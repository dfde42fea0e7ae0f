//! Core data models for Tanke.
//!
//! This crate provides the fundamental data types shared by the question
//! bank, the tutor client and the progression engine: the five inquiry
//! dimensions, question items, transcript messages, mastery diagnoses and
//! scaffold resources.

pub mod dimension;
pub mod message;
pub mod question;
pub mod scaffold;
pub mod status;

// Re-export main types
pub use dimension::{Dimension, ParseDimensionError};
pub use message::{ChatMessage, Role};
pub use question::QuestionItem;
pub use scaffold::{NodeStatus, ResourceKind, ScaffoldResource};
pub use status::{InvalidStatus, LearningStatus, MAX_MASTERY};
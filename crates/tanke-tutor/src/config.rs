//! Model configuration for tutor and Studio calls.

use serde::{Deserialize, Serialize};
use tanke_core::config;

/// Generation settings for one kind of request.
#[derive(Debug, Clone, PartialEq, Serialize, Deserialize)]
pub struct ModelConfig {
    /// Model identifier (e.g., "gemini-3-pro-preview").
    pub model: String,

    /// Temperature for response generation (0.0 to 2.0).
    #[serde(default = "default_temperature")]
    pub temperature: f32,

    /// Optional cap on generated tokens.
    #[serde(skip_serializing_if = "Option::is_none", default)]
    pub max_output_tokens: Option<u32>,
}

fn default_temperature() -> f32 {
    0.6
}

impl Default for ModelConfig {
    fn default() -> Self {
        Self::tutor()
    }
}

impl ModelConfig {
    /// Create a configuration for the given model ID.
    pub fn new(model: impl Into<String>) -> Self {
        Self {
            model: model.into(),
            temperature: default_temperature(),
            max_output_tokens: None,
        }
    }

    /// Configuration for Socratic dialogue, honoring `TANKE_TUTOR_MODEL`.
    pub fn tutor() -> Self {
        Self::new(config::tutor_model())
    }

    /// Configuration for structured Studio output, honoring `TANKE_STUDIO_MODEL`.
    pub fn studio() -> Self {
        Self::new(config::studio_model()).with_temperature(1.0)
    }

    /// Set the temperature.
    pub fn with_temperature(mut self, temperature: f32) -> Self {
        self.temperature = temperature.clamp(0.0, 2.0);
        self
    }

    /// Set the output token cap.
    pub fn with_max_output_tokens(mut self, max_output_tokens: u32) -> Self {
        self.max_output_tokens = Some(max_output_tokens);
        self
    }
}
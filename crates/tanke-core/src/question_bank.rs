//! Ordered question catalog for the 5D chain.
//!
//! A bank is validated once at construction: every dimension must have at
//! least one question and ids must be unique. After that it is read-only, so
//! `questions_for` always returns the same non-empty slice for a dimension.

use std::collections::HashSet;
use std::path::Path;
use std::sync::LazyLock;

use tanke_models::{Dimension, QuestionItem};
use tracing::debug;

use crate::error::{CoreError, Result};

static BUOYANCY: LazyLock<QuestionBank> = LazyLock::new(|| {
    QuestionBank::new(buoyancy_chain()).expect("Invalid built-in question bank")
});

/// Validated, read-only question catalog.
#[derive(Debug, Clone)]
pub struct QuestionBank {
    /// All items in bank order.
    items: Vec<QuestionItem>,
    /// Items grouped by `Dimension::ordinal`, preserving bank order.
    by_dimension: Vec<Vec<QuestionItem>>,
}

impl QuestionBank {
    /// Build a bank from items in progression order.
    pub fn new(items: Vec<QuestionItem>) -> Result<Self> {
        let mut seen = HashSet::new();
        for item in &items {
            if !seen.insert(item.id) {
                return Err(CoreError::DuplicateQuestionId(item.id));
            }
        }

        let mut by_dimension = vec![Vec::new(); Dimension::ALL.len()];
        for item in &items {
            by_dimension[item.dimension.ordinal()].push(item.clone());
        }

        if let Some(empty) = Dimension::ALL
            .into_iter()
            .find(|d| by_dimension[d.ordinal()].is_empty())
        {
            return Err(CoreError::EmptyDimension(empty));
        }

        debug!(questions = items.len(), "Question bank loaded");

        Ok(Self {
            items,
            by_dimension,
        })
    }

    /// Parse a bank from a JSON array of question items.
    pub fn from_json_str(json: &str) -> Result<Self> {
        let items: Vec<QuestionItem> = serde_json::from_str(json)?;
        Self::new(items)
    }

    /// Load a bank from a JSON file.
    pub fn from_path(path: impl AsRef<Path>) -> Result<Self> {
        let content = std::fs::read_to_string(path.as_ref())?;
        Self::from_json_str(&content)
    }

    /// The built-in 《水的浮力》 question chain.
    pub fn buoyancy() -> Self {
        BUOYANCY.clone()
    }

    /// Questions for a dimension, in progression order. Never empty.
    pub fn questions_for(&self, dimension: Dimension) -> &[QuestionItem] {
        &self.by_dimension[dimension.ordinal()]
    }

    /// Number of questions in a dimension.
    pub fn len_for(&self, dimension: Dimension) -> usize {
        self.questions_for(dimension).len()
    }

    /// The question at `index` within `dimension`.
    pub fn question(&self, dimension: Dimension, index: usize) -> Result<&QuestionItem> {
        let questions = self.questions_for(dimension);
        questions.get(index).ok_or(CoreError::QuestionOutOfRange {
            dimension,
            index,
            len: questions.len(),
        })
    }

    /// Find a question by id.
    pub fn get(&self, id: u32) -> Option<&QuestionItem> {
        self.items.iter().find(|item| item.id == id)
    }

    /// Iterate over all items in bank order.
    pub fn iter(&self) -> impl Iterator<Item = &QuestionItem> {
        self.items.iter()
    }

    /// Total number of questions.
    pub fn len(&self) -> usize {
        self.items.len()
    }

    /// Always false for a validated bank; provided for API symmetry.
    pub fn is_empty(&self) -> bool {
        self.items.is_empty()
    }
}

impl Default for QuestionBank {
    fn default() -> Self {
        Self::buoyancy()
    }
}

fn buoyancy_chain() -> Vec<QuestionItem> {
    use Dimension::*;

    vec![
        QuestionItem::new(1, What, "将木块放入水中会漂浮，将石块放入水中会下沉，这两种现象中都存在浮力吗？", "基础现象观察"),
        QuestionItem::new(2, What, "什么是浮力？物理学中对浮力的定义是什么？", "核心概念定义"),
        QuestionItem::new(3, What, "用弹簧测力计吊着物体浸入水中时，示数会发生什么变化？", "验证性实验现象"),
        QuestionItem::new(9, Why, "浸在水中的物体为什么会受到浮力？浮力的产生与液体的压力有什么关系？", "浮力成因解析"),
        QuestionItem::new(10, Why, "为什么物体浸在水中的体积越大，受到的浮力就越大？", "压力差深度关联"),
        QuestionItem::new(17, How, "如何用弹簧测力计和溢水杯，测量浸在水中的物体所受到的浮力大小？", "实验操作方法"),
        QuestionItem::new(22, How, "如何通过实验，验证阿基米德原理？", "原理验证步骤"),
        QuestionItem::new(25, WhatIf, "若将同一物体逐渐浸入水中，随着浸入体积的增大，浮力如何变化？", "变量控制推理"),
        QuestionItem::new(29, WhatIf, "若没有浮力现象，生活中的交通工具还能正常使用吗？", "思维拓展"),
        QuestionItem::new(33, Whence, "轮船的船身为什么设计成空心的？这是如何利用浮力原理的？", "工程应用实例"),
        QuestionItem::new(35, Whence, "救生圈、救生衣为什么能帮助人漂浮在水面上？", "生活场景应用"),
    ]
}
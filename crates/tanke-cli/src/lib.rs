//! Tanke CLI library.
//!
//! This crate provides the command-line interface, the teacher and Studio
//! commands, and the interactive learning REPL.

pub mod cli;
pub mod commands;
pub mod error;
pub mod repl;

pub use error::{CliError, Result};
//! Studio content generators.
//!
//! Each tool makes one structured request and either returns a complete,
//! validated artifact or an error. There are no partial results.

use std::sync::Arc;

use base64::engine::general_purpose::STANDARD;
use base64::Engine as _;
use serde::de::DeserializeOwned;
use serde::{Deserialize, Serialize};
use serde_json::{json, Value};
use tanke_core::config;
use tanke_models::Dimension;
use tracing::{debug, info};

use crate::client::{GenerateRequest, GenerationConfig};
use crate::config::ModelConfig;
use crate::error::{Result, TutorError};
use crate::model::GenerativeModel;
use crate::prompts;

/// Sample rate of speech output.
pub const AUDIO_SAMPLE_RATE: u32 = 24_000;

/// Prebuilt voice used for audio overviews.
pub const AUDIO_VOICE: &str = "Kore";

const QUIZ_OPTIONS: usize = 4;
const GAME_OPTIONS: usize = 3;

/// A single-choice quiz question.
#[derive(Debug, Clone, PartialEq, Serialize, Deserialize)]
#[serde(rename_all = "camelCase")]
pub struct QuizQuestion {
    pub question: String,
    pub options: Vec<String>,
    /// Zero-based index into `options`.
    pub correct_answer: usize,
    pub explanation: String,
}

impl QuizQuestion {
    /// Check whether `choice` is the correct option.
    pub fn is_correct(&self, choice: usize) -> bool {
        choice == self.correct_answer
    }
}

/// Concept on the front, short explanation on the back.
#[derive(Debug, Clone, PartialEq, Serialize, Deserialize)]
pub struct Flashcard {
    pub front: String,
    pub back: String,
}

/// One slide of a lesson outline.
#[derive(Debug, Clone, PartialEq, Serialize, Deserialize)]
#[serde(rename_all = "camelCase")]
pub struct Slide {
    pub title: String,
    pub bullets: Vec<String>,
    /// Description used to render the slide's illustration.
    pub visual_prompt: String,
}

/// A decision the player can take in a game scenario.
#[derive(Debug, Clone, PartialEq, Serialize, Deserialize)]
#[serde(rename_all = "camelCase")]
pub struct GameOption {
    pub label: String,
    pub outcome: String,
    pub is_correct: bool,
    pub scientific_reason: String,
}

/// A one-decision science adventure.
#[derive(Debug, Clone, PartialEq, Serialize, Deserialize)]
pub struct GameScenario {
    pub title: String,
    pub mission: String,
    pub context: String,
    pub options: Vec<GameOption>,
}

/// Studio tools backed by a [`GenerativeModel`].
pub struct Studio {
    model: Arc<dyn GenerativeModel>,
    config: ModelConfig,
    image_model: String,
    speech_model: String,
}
========
## Prompt
The lines above that hold the string "only" are to be located and copied.

## Task response
//! least one question and ids must be unique. After that it is read-only, so
/// Validated, read-only question catalog.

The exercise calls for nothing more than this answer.